FINMA performs many supervisory activities itself, but private audit firms also play an important role in the area of auditing. They regularly undertake assessments on behalf of FINMA to establish compliance with the supervisory regulations, thus serving to extend FINMA’s reach. Audit firms draw up an annual risk analysis on all institutions subject to prudential supervision, which is provided to FINMA. Every regulatory audit performed results in an audit report which is submitted to FINMA by the audit firm. In the event of case-related audits, FINMA may appoint additional mandataries- if, for example, specialist expertise or an independent opinion is required.

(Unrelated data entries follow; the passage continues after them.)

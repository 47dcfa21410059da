//! Training mode for the enemy's position predictor
//!
//! Reads the x-positions from a movement log, fits the normalization bounds,
//! cuts the series into sliding windows and fits the LSTM regressor with early
//! stopping. The best weights and their metadata are saved for play mode.
//!
//! # Example
//!
//! ```rust,ignore
//! use catch_me::modes::{TrainConfig, TrainMode};
//! use catch_me::predictor::{TrainingBackend, default_device};
//! use std::path::PathBuf;
//!
//! let config = TrainConfig::new(
//!     PathBuf::from("movement_data.csv"),
//!     PathBuf::from("models/enemy_lstm.mpk"),
//! );
//! let mut train_mode = TrainMode::<TrainingBackend>::new(config, default_device())?;
//! let report = train_mode.run()?;
//! ```

use anyhow::{Context, Result};
use burn::tensor::backend::AutodiffBackend;
use std::path::PathBuf;

use crate::metrics::TrainingStats;
use crate::predictor::{
    EarlyStopping, LstmRegressor, ModelMetadata, NormalizationBounds, SequenceDataset, Trainer,
    TrainerConfig, TrainingReport, load_x_positions, save_model,
};

/// Configuration for training mode
#[derive(Debug, Clone)]
pub struct TrainConfig {
    /// Movement log to learn from
    pub data_path: PathBuf,

    /// Where to save the trained weights (metadata goes next to them)
    pub save_path: PathBuf,

    /// Print progress every N epochs
    pub log_frequency: usize,

    /// Optimization hyperparameters and network shape
    pub trainer: TrainerConfig,
}

impl TrainConfig {
    /// Create a training configuration with default hyperparameters
    ///
    /// # Example
    ///
    /// ```rust
    /// use catch_me::modes::TrainConfig;
    /// use std::path::PathBuf;
    ///
    /// let config = TrainConfig::new(
    ///     PathBuf::from("movement_data.csv"),
    ///     PathBuf::from("models/enemy_lstm.mpk"),
    /// );
    /// assert_eq!(config.trainer.epochs, 50);
    /// ```
    pub fn new(data_path: PathBuf, save_path: PathBuf) -> Self {
        Self {
            data_path,
            save_path,
            log_frequency: 1,
            trainer: TrainerConfig::default(),
        }
    }
}

/// Fits the predictor to a recorded movement log
pub struct TrainMode<B: AutodiffBackend> {
    trainer: Trainer<B>,
    stats: TrainingStats,
    config: TrainConfig,
}

impl<B: AutodiffBackend> TrainMode<B> {
    pub fn new(config: TrainConfig, device: B::Device) -> Result<Self> {
        let trainer = Trainer::new(config.trainer.clone(), device)?;

        Ok(Self {
            trainer,
            stats: TrainingStats::new(10),
            config,
        })
    }

    /// Run the full pipeline: load, fit, save
    pub fn run(&mut self) -> Result<TrainingReport> {
        let positions = load_x_positions(&self.config.data_path)?;
        let bounds = NormalizationBounds::fit(&positions).with_context(|| {
            format!(
                "Cannot normalize {:?}: the recorded x-positions never vary",
                self.config.data_path
            )
        })?;

        let sequence_length = self.config.trainer.network.sequence_length;
        let dataset = SequenceDataset::from_positions(&positions, &bounds, sequence_length)?;
        let (train, valid) = dataset.split(self.config.trainer.validation_split);

        self.print_header(positions.len(), &bounds, train.len(), valid.as_ref());
        tracing::info!(
            frames = positions.len(),
            train = train.len(),
            valid = valid.as_ref().map_or(0, |v| v.len()),
            min = bounds.min(),
            max = bounds.max(),
            "training data loaded"
        );

        let report = self.fit(&train, valid.as_ref());

        let mut metadata = ModelMetadata::new(self.config.trainer.network.clone(), bounds);
        metadata.training_samples = train.len();
        metadata.epochs_trained = report.epochs_run;
        metadata.best_validation_loss = report.best_validation_loss;

        save_model(self.trainer.network(), &metadata, &self.config.save_path).with_context(
            || format!("Failed to save final model to {:?}", self.config.save_path),
        )?;

        println!("\nTraining complete!");
        println!("Final model saved to: {:?}", self.config.save_path);
        println!("\nFinal Statistics:");
        println!("{}", self.stats.format_summary());
        tracing::info!(
            epochs = report.epochs_run,
            stopped_early = report.stopped_early,
            "model saved to {:?}",
            self.config.save_path
        );

        Ok(report)
    }

    /// Train until the epoch budget runs out or validation loss stops improving,
    /// leaving the best weights in the trainer
    pub fn fit(
        &mut self,
        train: &SequenceDataset,
        valid: Option<&SequenceDataset>,
    ) -> TrainingReport {
        let epochs = self.config.trainer.epochs;
        let mut stopper: EarlyStopping<LstmRegressor<B>> =
            EarlyStopping::new(self.config.trainer.patience);

        let mut epochs_run = 0;
        let mut final_train_loss = 0.0;
        let mut stopped_early = false;

        for epoch in 1..=epochs {
            final_train_loss = self.trainer.train_epoch(train);
            let valid_loss = valid.map(|data| self.trainer.evaluate(data));
            epochs_run = epoch;

            self.stats.record_epoch(final_train_loss, valid_loss);
            if epoch % self.config.log_frequency.max(1) == 0 {
                self.print_progress(epoch);
            }
            tracing::debug!(epoch, train_loss = final_train_loss, ?valid_loss, "epoch finished");

            // Without a validation split the training loss is monitored instead
            let monitored = valid_loss.unwrap_or(final_train_loss);
            if stopper.observe(monitored, self.trainer.network()) {
                stopped_early = epoch < epochs;
                println!(
                    "  Early stop at epoch {}: no improvement for {} epochs",
                    epoch, self.config.trainer.patience
                );
                break;
            }
        }

        let best_loss = stopper.best_loss();
        if let Some(best) = stopper.into_best() {
            self.trainer.set_network(best);
        }

        TrainingReport {
            epochs_run,
            final_train_loss,
            best_validation_loss: valid.and(best_loss),
            stopped_early,
        }
    }

    fn print_header(
        &self,
        frames: usize,
        bounds: &NormalizationBounds,
        train_len: usize,
        valid: Option<&SequenceDataset>,
    ) {
        let trainer = &self.config.trainer;
        println!("{}", "=".repeat(70));
        println!("LSTM Training - Catch Me");
        println!("{}", "=".repeat(70));
        println!("Data: {:?} ({} frames)", self.config.data_path, frames);
        println!("Bounds: min {} / max {}", bounds.min(), bounds.max());
        println!(
            "Windows: {} train, {} validation (length {})",
            train_len,
            valid.map_or(0, |v| v.len()),
            trainer.network.sequence_length
        );
        println!("Trainer Config:");
        println!("  Epochs: {}", trainer.epochs);
        println!("  Batch size: {}", trainer.batch_size);
        println!("  Learning rate: {}", trainer.learning_rate);
        println!("  Hidden size: {}", trainer.network.hidden_size);
        println!("  Early stopping patience: {}", trainer.patience);
        println!("Save path: {:?}", self.config.save_path);
        println!("{}", "=".repeat(70));
        println!();
    }

    fn print_progress(&self, epoch: usize) {
        println!(
            "[Epoch {}/{}] {}",
            epoch,
            self.config.trainer.epochs,
            self.stats.format_summary()
        );
    }
}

Prudential supervision is the most comprehensive form of supervision performed by FINMA, but certain financial market participants may be subjected to partial, non-prudential supervision or no supervision at all:
The SROs only supervise their affiliated financial intermediaries to ensure that they comply with the due diligence requirements in respect of the avoidance of money laundering.
The registration body and reviewing body are authorised by FINMA. They must submit an activity report to FINMA annually, however they are not subject to ongoing supervision by FINMA.
Insurance intermediaries with no tie to any specific insurance company are required to register with FINMA. However, these entities are not subject to ongoing supervision by FINMA.
As provided for in the legislation, intensity of supervision depends on the types of licences issued by FINMA and on its risk assessment.